The Vatican’s spokesman has invited humanity to put the death penalty in the past.
Rejecting the gravest punishment of all in every one of its forms, he said that today mankind beyond any necessity to kill.
During his weekly Vatican television editorial, Fr. Federico Lombardi voiced his abhorrence of all forms of the death penalty and declared himself roundly contrary to it.
Stating his position against capital punishment briefly and eloquently, he said “I don’t want it” in any country, in any of its forms, for any person or in any circumstance, “whether painful or painless ... in public or in secret.”
He doesn’t want it, he explained, because he “seeks a greater justice.”
For the benefit of all people, he observed, “it is good to walk this street to affirm ever more ... the dignity of the person and of human life, of which it is not up to us to dispose.”

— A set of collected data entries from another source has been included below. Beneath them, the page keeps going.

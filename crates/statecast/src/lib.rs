// SPDX-License-Identifier: Apache-2.0 OR MIT
// Copyright (c) 2025-2026 naskel.com

//! # statecast - typed publish/subscribe state cache
//!
//! The reconciliation and dispatch core of a typed pub/sub middleware.
//! Producers publish partially-populated records; statecast keeps the latest
//! known state of every keyed instance per type and notifies subscribers of
//! create, update and remove transitions.
//!
//! ## Quick Start
//!
//! ```rust
//! use statecast::{
//!     Dispatcher, DynamicRecord, PrimitiveKind, Record, Result, StructDescriptorBuilder,
//!     Transmission,
//! };
//!
//! fn main() -> Result<()> {
//!     let sensor = StructDescriptorBuilder::new("Sensor")
//!         .key_field(1, "id", PrimitiveKind::U32)
//!         .field(2, "value", PrimitiveKind::F64)
//!         .build_arc()?;
//!
//!     let mut dispatcher = Dispatcher::new();
//!     dispatcher.add_event_handler(&sensor, |_, event| {
//!         println!("{} {:?}", event.operation(), event.updated().key());
//!         Ok(())
//!     });
//!
//!     let mut reading = DynamicRecord::new(&sensor);
//!     reading.set("id", 1u32)?;
//!     reading.set("value", 21.5f64)?;
//!     dispatcher.dispatch(&Transmission::publish(42, reading))?;
//!
//!     assert_eq!(dispatcher.container(&sensor).map(|c| c.len()), Some(1));
//!     Ok(())
//! }
//! ```
//!
//! ## Architecture
//!
//! ```text
//! +---------------------------------------------------------------------+
//! |                   Transport / protocol (external)                   |
//! |              deserializes (Header, instance) pairs                  |
//! +---------------------------------------------------------------------+
//! |                            Dispatcher                               |
//! |   transmission handlers -> reconcile -> Event -> event handlers     |
//! +---------------------------------------------------------------------+
//! |                  ContainerPool -> Container (per type)              |
//! |        BTreeMap<RecordKey, CacheEntry{instance, CloneInfo}>         |
//! +---------------------------------------------------------------------+
//! |          Record trait | DynamicRecord | PropertySet | Value         |
//! |               StructDescriptor (tag -> offset table)                |
//! +---------------------------------------------------------------------+
//! ```
//!
//! ## Key Types
//!
//! | Type | Description |
//! |------|-------------|
//! | [`PropertySet`] | Bitmask over property tags (validity and operation masks) |
//! | [`StructDescriptor`] | Per-type property table, key set and flags |
//! | [`Record`] | Capability trait with the partial-update operations |
//! | [`Container`] | Latest-value cache of one type |
//! | [`Dispatcher`] | Handler registries and the dispatch loop |
//! | [`Event`] | Read-only view passed to event handlers |
//!
//! ## Modules Overview
//!
//! - [`types`] - property sets, descriptors, values, records
//! - [`io`] - headers, containers, dispatcher
//! - [`event`] - event view
//! - [`config`] - dispatcher configuration (YAML with `config-loaders`)

/// Dispatcher configuration.
pub mod config;
/// Error types.
pub mod error;
/// Read-only dispatch view.
pub mod event;
/// Headers, containers and the dispatcher.
pub mod io;
/// Record model: property sets, descriptors, values and instances.
pub mod types;

pub use config::DispatcherConfig;
pub use error::{Error, HandlerError, HandlerResult, Result};
pub use event::Event;
pub use io::{
    CacheEntry, CloneInfo, Container, ContainerPool, Dispatcher, HandlerId, HandlerKind, Header,
    OperationKind, Reconciliation, SharedDispatcher, Subscription, Transmission,
};
pub use types::{
    DescriptorRegistry, DynamicRecord, EnumDescriptor, EnumVariant, FromValue, PeerId,
    PrimitiveKind, PropertyDescriptor, PropertySet, Record, RecordKey, StructDescriptor,
    StructDescriptorBuilder, StructFlags, TimePoint, TypeDescriptor, TypeKind, TypeRegistry,
    Value,
};

/// statecast version string.
pub const VERSION: &str = env!("CARGO_PKG_VERSION");
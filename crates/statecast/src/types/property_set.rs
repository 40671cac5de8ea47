// SPDX-License-Identifier: Apache-2.0 OR MIT
// Copyright (c) 2025-2026 naskel.com

//! Fixed-width property bitmask.
//!
//! Bit `i` set means "the property with tag `i` is included". The same type
//! marks validity on a record and selects which properties a partial
//! operation touches.
//!
//! ```text
//! tag:   31 ..  4  3  2  1  0
//! bit:    0 ..  1  0  1  1  x   (bit 0 reserved)
//! ```

use std::fmt;
use std::ops::{Add, BitAnd, BitOr, BitXor, Not, Sub};

/// Set of property tags encoded as a `u32` bitmask.
#[derive(Debug, Clone, Copy, PartialEq, Eq, Hash, Default)]
pub struct PropertySet(u32);

impl PropertySet {
    /// Number of addressable tags (including the reserved tag 0).
    pub const CAPACITY: u32 = 32;

    /// Highest usable tag.
    pub const MAX_TAG: u32 = Self::CAPACITY - 1;

    /// Empty set.
    pub const NONE: Self = Self(0);

    /// Every tag (used as the default mask of partial operations).
    pub const ALL: Self = Self(u32::MAX);

    /// Create from a raw bitmask.
    #[inline]
    pub const fn from_bits(bits: u32) -> Self {
        Self(bits)
    }

    /// Singleton set for one tag. Tags above [`Self::MAX_TAG`] yield the empty set.
    #[inline]
    pub const fn from_tag(tag: u32) -> Self {
        if tag > Self::MAX_TAG {
            Self::NONE
        } else {
            Self(1 << tag)
        }
    }

    /// Raw bitmask.
    #[inline]
    pub const fn bits(self) -> u32 {
        self.0
    }

    #[inline]
    pub const fn is_empty(self) -> bool {
        self.0 == 0
    }

    /// Number of tags in the set.
    #[inline]
    pub const fn len(self) -> u32 {
        self.0.count_ones()
    }

    #[inline]
    pub const fn contains(self, tag: u32) -> bool {
        tag <= Self::MAX_TAG && self.0 & (1 << tag) != 0
    }

    /// `self ⊆ other`
    #[inline]
    pub const fn is_subset_of(self, other: Self) -> bool {
        self.0 & other.0 == self.0
    }

    /// `self ⊇ other`
    #[inline]
    pub const fn is_superset_of(self, other: Self) -> bool {
        other.is_subset_of(self)
    }

    #[inline]
    pub const fn union(self, other: Self) -> Self {
        Self(self.0 | other.0)
    }

    #[inline]
    pub const fn intersection(self, other: Self) -> Self {
        Self(self.0 & other.0)
    }

    #[inline]
    pub const fn difference(self, other: Self) -> Self {
        Self(self.0 & !other.0)
    }

    /// Tags in exactly one of the two sets.
    #[inline]
    pub const fn symmetric_difference(self, other: Self) -> Self {
        Self(self.0 ^ other.0)
    }

    #[inline]
    pub const fn complement(self) -> Self {
        Self(!self.0)
    }

    /// Iterate over contained tags in ascending order.
    pub fn tags(self) -> Tags {
        Tags(self.0)
    }
}

impl Add for PropertySet {
    type Output = Self;

    fn add(self, rhs: Self) -> Self {
        self.union(rhs)
    }
}

impl BitOr for PropertySet {
    type Output = Self;

    fn bitor(self, rhs: Self) -> Self {
        self.union(rhs)
    }
}

impl BitAnd for PropertySet {
    type Output = Self;

    fn bitand(self, rhs: Self) -> Self {
        self.intersection(rhs)
    }
}

impl Sub for PropertySet {
    type Output = Self;

    fn sub(self, rhs: Self) -> Self {
        self.difference(rhs)
    }
}

impl BitXor for PropertySet {
    type Output = Self;

    fn bitxor(self, rhs: Self) -> Self {
        self.symmetric_difference(rhs)
    }
}

impl Not for PropertySet {
    type Output = Self;

    fn not(self) -> Self {
        self.complement()
    }
}

impl FromIterator<u32> for PropertySet {
    fn from_iter<I: IntoIterator<Item = u32>>(iter: I) -> Self {
        iter.into_iter()
            .fold(Self::NONE, |set, tag| set + Self::from_tag(tag))
    }
}

impl fmt::Display for PropertySet {
    fn fmt(&self, f: &mut fmt::Formatter<'_>) -> fmt::Result {
        write!(f, "{{")?;
        for (i, tag) in self.tags().enumerate() {
            if i > 0 {
                write!(f, ", ")?;
            }
            write!(f, "{}", tag)?;
        }
        write!(f, "}}")
    }
}

/// Ascending iterator over the tags of a [`PropertySet`].
#[derive(Debug, Clone)]
pub struct Tags(u32);

impl Iterator for Tags {
    type Item = u32;

    fn next(&mut self) -> Option<u32> {
        if self.0 == 0 {
            return None;
        }
        let tag = self.0.trailing_zeros();
        self.0 &= self.0 - 1;
        Some(tag)
    }

    fn size_hint(&self) -> (usize, Option<usize>) {
        let n = self.0.count_ones() as usize;
        (n, Some(n))
    }
}

impl ExactSizeIterator for Tags {}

The Church, according to the Catholic Catechism, “does not exclude recourse to the death penalty, if this is the only possible way of effectively defending human lives against the unjust aggressor.”
Citing the Pope John Paul II-based words from the same article of the Catechism, Fr. Lombardi reminded that such examples today “are very rare, if not practically nonexistent.”
The spokesman added his own encouragement to take it a step further, urging, “(l)et’s make them nonexistent. It’s better.”
According to statistics from Amnesty International, executions were known to have taken place in 18 nations in 2009. 52 people were executed in the U.S. alone.
The organization reported that at least 714 people, not including the “likely” thousands in China, were killed worldwide by hanging, shooting, beheading, stoning, electrocution and lethal injection.